Steve Webb said that around 100,000 to 200,000 annuity sales could still take place every year and said these products are likely to become more competitive as providers will know that retirees have a greater choice of options available to them.
He made the comments as Standard Life reported that its UK annuity sales halved in the weeks after the Budget.
Mr Webb was appearing before the Work and Pensions Committee to answer questions on the retirement shake-up announced in the Budget, which has relaxed rules in order to give people more control over what they do with their money when they retire.
The reforms are expected to lead to fewer people using their pension savings to buy an annuity when they retire, which gives them a fixed income, usually for life.
Controversy over annuities has been growing amid tumbling rates in recent years and concerns that people are not getting the best deal they could by shopping around. Up until now, around 400,000 people a year have bought an annuity.
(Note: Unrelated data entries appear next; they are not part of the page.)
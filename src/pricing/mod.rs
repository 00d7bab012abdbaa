//! Pricing engine for seat bookings and renewals.
//!
//! Quotes a new booking from a seat's monthly price (tax, month breakdown)
//! and prices renewals with coupons and outstanding dues rolled in.

pub mod calculators;
pub mod models;
pub mod plans;
pub mod queries;
pub mod requests;
pub mod responses;
pub mod routes;
pub mod services;

// Re-export commonly used items
pub use calculators::{calculate_price, calculate_renewal_amount, round_money, to_paise};
pub use routes::router;
pub use services::{PricingError, RenewalQuote, ValidatedCoupon};
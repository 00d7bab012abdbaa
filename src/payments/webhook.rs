//! Razorpay webhook events

use serde::Deserialize;

use crate::error::{AppError, Result};

/// Webhook event types we handle
#[derive(Debug, Clone, PartialEq, Eq)]
pub enum WebhookEventType {
    PaymentCaptured,
    PaymentFailed,
    OrderPaid,
    Unknown(String),
}

impl From<&str> for WebhookEventType {
    fn from(s: &str) -> Self {
        match s {
            "payment.captured" => Self::PaymentCaptured,
            "payment.failed" => Self::PaymentFailed,
            "order.paid" => Self::OrderPaid,
            other => Self::Unknown(other.to_string()),
        }
    }
}

/// Payment attached to an event
#[derive(Debug, Clone, Deserialize)]
pub struct PaymentEntity {
    pub id: String,
    pub order_id: Option<String>,
    /// Amount in paise
    pub amount: i64,
    pub status: String,
    #[serde(default)]
    pub error_description: Option<String>,
}

/// Parsed webhook event
#[derive(Debug, Clone)]
pub struct WebhookEvent {
    pub event_type: WebhookEventType,
    pub payment: Option<PaymentEntity>,
}

// Raw event for parsing
#[derive(Debug, Deserialize)]
struct RawEvent {
    event: String,
    #[serde(default)]
    payload: RawPayload,
}

#[derive(Debug, Default, Deserialize)]
struct RawPayload {
    payment: Option<RawWrapped<PaymentEntity>>,
}

#[derive(Debug, Deserialize)]
struct RawWrapped<T> {
    entity: T,
}

impl WebhookEvent {
    /// Parse a (signature-verified) webhook body
    pub fn parse(body: &[u8]) -> Result<Self> {
        let raw: RawEvent = serde_json::from_slice(body)
            .map_err(|e| AppError::Validation(format!("Invalid webhook payload: {}", e)))?;

        Ok(Self {
            event_type: WebhookEventType::from(raw.event.as_str()),
            payment: raw.payload.payment.map(|wrapped| wrapped.entity),
        })
    }
}
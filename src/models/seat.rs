//! Cabin and seat inventory models

use chrono::{DateTime, Utc};
use rust_decimal::Decimal;
use serde::{Deserialize, Serialize};
use sqlx::FromRow;
use uuid::Uuid;

/// Reading room from cabins
#[derive(Debug, Clone, FromRow, Serialize)]
pub struct Cabin {
    pub id: Uuid,
    pub name: String,
    pub partner_id: Option<Uuid>,
    pub is_active: bool,
    pub created_at: DateTime<Utc>,
}

/// Seat from seats
///
/// Also serialized into the seat cache snapshot, so field changes must keep
/// the snapshot readable (unknown snapshots are discarded on load).
#[derive(Debug, Clone, PartialEq, FromRow, Serialize, Deserialize)]
pub struct Seat {
    pub id: Uuid,
    pub cabin_id: Uuid,
    pub number: i32,
    #[serde(with = "rust_decimal::serde::str")]
    pub price: Decimal,
    pub is_available: bool,
}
Mr Webb said of the shake-up: "I don't think it is a death blow to annuities. Clearly there is a set of people, and we can argue and discuss how large that will be, who won't buy annuities now, and estimates, and they are only guesstimates really, vary considerably.
"But clearly an awful lot of people still need an income in retirement."
Mr Webb said: "It depends who you listen to, but it's still thought 100,000, 200,000 annuities a year will be sold... I don't think that the process is irredeemable."
But he continued: "Annuity providers will now know that people have got a realistic choice, which is not buying, just taking some cash and investing somewhere else.
"And I think that will shake up the market in a way that an incremental reform wouldn't have done. I don't think annuities are inherently a bad product. But we clearly need the market to work better."
He said some people will end up buying an annuity later and some may choose to buy a smaller annuity than they might otherwise have done.
He said: "I think there will be a range of responses... there will still be plenty of people buying annuities and other financial products of a similar nature."
Mr Webb made the comments as Standard Life reported that changes to annuity regulations had resulted in its UK annuity sales plunging by around 50% following the Budget announcement.
It said: "While it will be some time before long-term trends become clear, the negative profit impact of the changes will reflect the relatively small size of our annuity business."
Standard Life said it has seen a trend of people simply cashing in pension pots worth less than £10,000, while those with bigger pots have been deferring their plans. Annuities contributed £45 million to its overall operating profits of £750 million last year.
Last month, Legal & General predicted that the whole annuities market is set to shrink to around one quarter of its current size, which would see it plummet from being worth £11.9 billion last year to £2.8 billion in 2015.
Some of the changes announced in the Budget have already come into force. They mean that amount of overall pension wealth that someone aged over 60 can take as a lump sum has almost doubled from £18,000 to £30,000.
The size of a small pension pot that someone can take as a lump sum, regardless of their total pension wealth, has increased five-fold, from £2,000 to £10,000.
From April 2015, someone aged over 55 will be taxed at their normal marginal rate if they want to access their pension money, which will be 20% for most people, rather than the "punitive" rate of 55% for withdrawing the pot now.
Asked if he was concerned that businesses would be put off by surprises like those unveiled in the Budget, Mr Webb said there is a tradition of Budget secrecy for "good reason", adding: "Sometimes you have to make big, bold decisions."
The changes will also give people access to free, impartial guidance to help them decide what to do with their pension savings and the Government is currently working on fleshing out the details of what this should include. Some £20 million has been put aside to get the guidance up and running.
Mr Webb said emphasised that what is being offered will be guidance rather than independent financial advice. He said the guidance will be to a requisite standard and content and the Government has been discussing the plans with advice bodies like the Money Advice Service (MAS).
He said people will have an entitlement to speak to someone face to face, but this will not be forced on them.
Mr Webb also recently suggested that people should be given an idea of when they might die in order to help them plan their finances for retirement.
He told the committee that this could involve giving people scenarios for how long they might expect to live for, adding that he is not suggesting people will be told "with any precision" exactly when they might die.